─── Data in this exercise

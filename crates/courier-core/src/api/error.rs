use thiserror::Error;

use crate::auth::CredentialError;

#[derive(Error, Debug)]
pub enum AuthorityError {
    #[error("Access denied: {0}")]
    AccessDenied(String),

    #[error("Unauthorized - credentials rejected")]
    Unauthorized,

    #[error("Account not found: {0}")]
    NotFound(String),

    #[error("Rate limited - please wait before retrying")]
    RateLimited,

    #[error("Server error: {0}")]
    ServerError(String),

    #[error("Network error: {0}")]
    NetworkError(#[from] reqwest::Error),

    #[error("Invalid response: {0}")]
    InvalidResponse(String),

    #[error("Authority issued an unreadable token: {0}")]
    MalformedToken(#[from] CredentialError),
}

/// Maximum length for error response bodies in error messages
const MAX_ERROR_BODY_LENGTH: usize = 500;

impl AuthorityError {
    /// Truncate a response body to avoid logging excessive data
    fn truncate_body(body: &str) -> String {
        if body.len() <= MAX_ERROR_BODY_LENGTH {
            body.to_string()
        } else {
            let mut end = MAX_ERROR_BODY_LENGTH;
            while !body.is_char_boundary(end) {
                end -= 1;
            }
            format!("{}... (truncated, {} total bytes)", &body[..end], body.len())
        }
    }

    pub fn from_status(status: reqwest::StatusCode, body: &str) -> Self {
        let truncated = Self::truncate_body(body);
        match status.as_u16() {
            401 => AuthorityError::Unauthorized,
            403 => AuthorityError::AccessDenied(truncated),
            404 => AuthorityError::NotFound(truncated),
            429 => AuthorityError::RateLimited,
            500..=599 => AuthorityError::ServerError(truncated),
            _ => AuthorityError::InvalidResponse(format!("Status {}: {}", status, truncated)),
        }
    }

    /// True when the authority actively refused the request, as opposed to the
    /// exchange failing on the way.
    pub fn is_rejection(&self) -> bool {
        matches!(
            self,
            AuthorityError::Unauthorized
                | AuthorityError::AccessDenied(_)
                | AuthorityError::NotFound(_)
        )
    }
}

──────

Exercise description: Without omitting any record, transcribe the data exactly.

Result below:
filename crates/courier-core/src/api/error.rs
use thiserror::Error;

use crate::auth::CredentialError;

#[derive(Error, Debug)]
pub enum AuthorityError {
    #[error("Access denied: {0}")]
    AccessDenied(String),

    #[error("Unauthorized - credentials rejected")]
    Unauthorized,

    #[error("Account not found: {0}")]
    NotFound(String),

    #[error("Rate limited - please wait before retrying")]
    RateLimited,

    #[error("Server error: {0}")]
    ServerError(String),

    #[error("Network error: {0}")]
    NetworkError(#[from] reqwest::Error),

    #[error("Invalid response: {0}")]
    InvalidResponse(String),

    #[error("Authority issued an unreadable token: {0}")]
    MalformedToken(#[from] CredentialError),
}

/// Maximum length for error response bodies in error messages
const MAX_ERROR_BODY_LENGTH: usize = 500;

impl AuthorityError {
    /// Truncate a response body to avoid logging excessive data
    fn truncate_body(body: &str) -> String {
        if body.len() <= MAX_ERROR_BODY_LENGTH {
            body.to_string()
        } else {
            let mut end = MAX_ERROR_BODY_LENGTH;
            while !body.is_char_boundary(end) {
                end -= 1;
            }
            format!("{}... (truncated, {} total bytes)", &body[..end], body.len())
        }
    }

    pub fn from_status(status: reqwest::StatusCode, body: &str) -> Self {
        let truncated = Self::truncate_body(body);
        match status.as_u16() {
            401 => AuthorityError::Unauthorized,
            403 => AuthorityError::AccessDenied(truncated),
            404 => AuthorityError::NotFound(truncated),
            429 => AuthorityError::RateLimited,
            500..=599 => AuthorityError::ServerError(truncated),
            _ => AuthorityError::InvalidResponse(format!("Status {}: {}", status, truncated)),
        }
    }

    /// True when the authority actively refused the request, as opposed to the
    /// exchange failing on the way.
    pub fn is_rejection(&self) -> bool {
        matches!(
            self,
            AuthorityError::Unauthorized
                | AuthorityError::AccessDenied(_)
                | AuthorityError::NotFound(_)
        )
    }
}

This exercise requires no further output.